Get, set, subscribe exposed

1. Need to get, set and subscribe to changes. FIeld is public, so we must deny calling methods which end sequence, so any subsequent call will crash. Which is not we want. We just create a wrapper which has methods only to get, set and subscribe:


public readonly RxProperty<int> Count = new RxProperty<int>(0);

Count.Subscribe(Print);
Count.Value = 1;
Count.Value = 2;

Output:
0
1
2

As you may noticed it's a replacement for C#'s event pattern.

Get, subscribe exposed

2. Same as (1), but value changing is allowed only from enclosing class


public class EnclosingClass
{
  public readonly ReadOnlyRxProperty<int> Count;
  private readonly BehaviourSubject<int> count;

  public EnclosingClass()
  {
    count = new BehaviourSubject<int>(0);
    Count = new ReadOnlyRxProperty<int>(count);
  }

  public void UpdateCount()
  {
    count.OnNext(1);
    count.OnNext(2);
  }

}

EnclosingClass o = new EnclosingClass();
o.Count.Subscribe(Print);
o.UpdateCount();

Output:
0
1
2

Long running operation

3. Say, we need to perform some calculations. In synchronous code we write a method when need something like that. Nothing changes in asynchrounous code:


public IObservable<float> ObserveEquationSolution(int iterationsCount)
{
  return Observable.FromCoroutine(() => SolveRoutine(iterationsCount));
}

private IEnumetator<float> SolveRoutine(int iterationsCount) // we can use any other mechanism to perform asynchrounos operation, coroutine here is just an example
{
  yield return new WaitForSeconds(1f);
  yield return 2f;

}

// By the way, we can use Observable.Start(...) to write operations, that must be executed in background thread

Observables in rx are cold, so need to Subscribe to run calculation:

ObserveEquationSolution(100)
  .Subscribe(result => Print(result))

Output:

2

Exposed get while value change is processed with some long running operation

4. We need to make value, which change is processed and only then, change is published. Will simply reuse (3) and (2) together:


public class EnclosingClass
{
  public readonly ReadOnlyRxProperty<int> Count;
  private readonly BehaviourSubject<int> count;

  public EnclosingClass()
  {
    count = new BehaviourSubject<int>(0);
    Count = new ReadOnlyRxProperty<int>(count);
  }

  public IObservable<float> ObserveEquationSolution(int iterationsCount)
  {
    return Observable.FromCoroutine(() => SolveRoutine(iterationsCount)).Do(result => count.OnNext(result));
  }

  private IEnumetator<float> SolveRoutine(int iterationsCount) 
  {
    yield return new WaitForSeconds(1f);
    yield return 2f * iterationsCount;
  }
}

EnclosingClass o = new EnclosingClass();
o.Count.Subscribe(val => Print("printing from property subscribe " + val));
o.ObserveEquationSolution(200).Subscribe(val => Print("printing from method subscribe " + val));

Output:
printing from property subscribe 0
printing from property subscribe 400
printing from method subscribe 400

Note: Notice, that ObserveEquationSolution returns Observable, that emits only on that calculation end. One may think, that:


Count.Skip(1).Subscribe(PrintResult);
ObserveEquationSolution(200).Subscribe();

May be enough. But what do you receive in PrintResult it that case:


ObserveEquationSolution(300).Subscribe();
// later, some time passed:
Count.Skip(1).Subscribe(PrintResult);
ObserveEquationSolution(200).Subscribe();

What do you receive? 400 or 600? The result depends on calculation time of ObserveEquationSolution() which is bad. So, when you need result, you just return it from method. Simply, as usual. Not int, but IObservable<int> because it's asynchronous calculation after all :)

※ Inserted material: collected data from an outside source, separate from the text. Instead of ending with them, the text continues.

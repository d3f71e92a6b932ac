//! Handshake phases and their wire payloads.
//!
//! | Phase | Filter key | Request | Response |
//! |---|---|---|---|
//! | Discover | server identity | any | `{server}` |
//! | Accept | server identity | `{server}` | `{key}` |
//! | NewChat | client session | `{chat?}` | `{server, key}` |
//! | RegisterDevice | chat session | `{device}` | `{server}` |
//! | SendNotification | chat session | any JSON | none |

use serde::{Deserialize, Serialize};

use crate::constants::{
    PHASE_ACCEPT, PHASE_DISCOVER, PHASE_NEW_CHAT, PHASE_REGISTER_DEVICE, PHASE_SEND_NOTIFICATION,
};
use crate::topic::{derive_topic, TopicId};

/// One step of the handshake.
#[derive(Clone, Copy, Debug, PartialEq, Eq, Hash)]
pub enum Phase {
    /// Client looks for a server.
    Discover,
    /// Client asks the named server for a client session.
    Accept,
    /// Client session holder asks for a chat session.
    NewChat,
    /// Chat key holder registers a device token.
    RegisterDevice,
    /// Chat key holder asks for a notification to everyone else.
    SendNotification,
}

impl Phase {
    /// Every phase, in handshake order.
    pub const ALL: [Phase; 5] = [
        Phase::Discover,
        Phase::Accept,
        Phase::NewChat,
        Phase::RegisterDevice,
        Phase::SendNotification,
    ];

    /// Protocol name the topic is derived from.
    pub fn name(self) -> &'static str {
        match self {
            Self::Discover => PHASE_DISCOVER,
            Self::Accept => PHASE_ACCEPT,
            Self::NewChat => PHASE_NEW_CHAT,
            Self::RegisterDevice => PHASE_REGISTER_DEVICE,
            Self::SendNotification => PHASE_SEND_NOTIFICATION,
        }
    }

    /// Transport topic of this phase.
    pub fn topic(self) -> TopicId {
        derive_topic(self.name())
    }
}

impl std::fmt::Display for Phase {
    fn fmt(&self, f: &mut std::fmt::Formatter<'_>) -> std::fmt::Result {
        f.write_str(self.name())
    }
}

/// Phase topics, derived once per service.
#[derive(Clone, Copy, Debug)]
pub struct PhaseTopics([TopicId; 5]);

impl PhaseTopics {
    /// Derive all five topics.
    pub fn derive() -> Self {
        Self(Phase::ALL.map(Phase::topic))
    }

    /// Topic of `phase`.
    pub fn get(&self, phase: Phase) -> TopicId {
        self.0[phase as usize]
    }
}

// ============================================================================
// Payloads
// ============================================================================

/// Body naming a server: Accept request, Discover and RegisterDevice responses.
#[derive(Clone, Debug, PartialEq, Eq, Serialize, Deserialize)]
pub struct ServerPayload {
    /// Server id.
    pub server: String,
}

/// Accept response.
#[derive(Clone, Debug, PartialEq, Eq, Serialize, Deserialize)]
pub struct KeyPayload {
    /// `0x` hex of the client session key.
    pub key: String,
}

/// NewChat request. An empty body is accepted.
#[derive(Clone, Debug, Default, PartialEq, Eq, Serialize, Deserialize)]
pub struct NewChatRequest {
    /// Application-level chat id.
    #[serde(default)]
    pub chat: Option<String>,
}

/// NewChat response.
#[derive(Clone, Debug, PartialEq, Eq, Serialize, Deserialize)]
pub struct NewChatResponse {
    /// Server id.
    pub server: String,
    /// `0x` hex of the chat key.
    pub key: String,
}

/// RegisterDevice request.
#[derive(Clone, Debug, PartialEq, Eq, Serialize, Deserialize)]
pub struct RegisterDeviceRequest {
    /// Push token of the requester's device.
    #[serde(default)]
    pub device: String,
}

#[cfg(test)]
mod tests {
    use super::*;
    use std::collections::HashSet;

    #[test]
    fn test_phase_topics_are_distinct_and_indexed() {
        let topics = PhaseTopics::derive();
        let distinct: HashSet<_> = Phase::ALL.iter().map(|p| topics.get(*p)).collect();
        assert_eq!(distinct.len(), Phase::ALL.len());
        for phase in Phase::ALL {
            assert_eq!(topics.get(phase), derive_topic(phase.name()));
        }
    }

    #[test]
    fn test_new_chat_request_accepts_missing_chat() {
        let request: NewChatRequest = serde_json::from_str("{}").unwrap();
        assert_eq!(request.chat, None);
        let request: NewChatRequest = serde_json::from_str(r#"{"chat":"c1"}"#).unwrap();
        assert_eq!(request.chat.as_deref(), Some("c1"));
    }

    #[test]
    fn test_new_chat_response_shape() {
        let body = serde_json::to_value(NewChatResponse {
            server: "abc".to_string(),
            key: "0x00".to_string(),
        })
        .unwrap();
        assert_eq!(body, serde_json::json!({"server": "abc", "key": "0x00"}));
    }
}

By the way, IObservable can be used in coroutines too:


IEnumerator Some()
{
  // do some
  yield return ObserveEquationSolution(200).ToYieldInstruction(); // ToYieldInstruction will make Subscribe called automatically
  // do some
}

While o.Count.Subscribe() is good to react on events. Allways making both can be useful to refactor code afterwards: when event is not needed anymore, it's simply removed.
When you no more need calculations being performed async, you can make ObserveEquationSolution() be simple method:


public float ObserveEquationSolution(int iterationsCount)
{
  float result = 2f * iterationsCount;
  count.OnNext(result);
  return result;
}

while keeping Count subscribers untouched.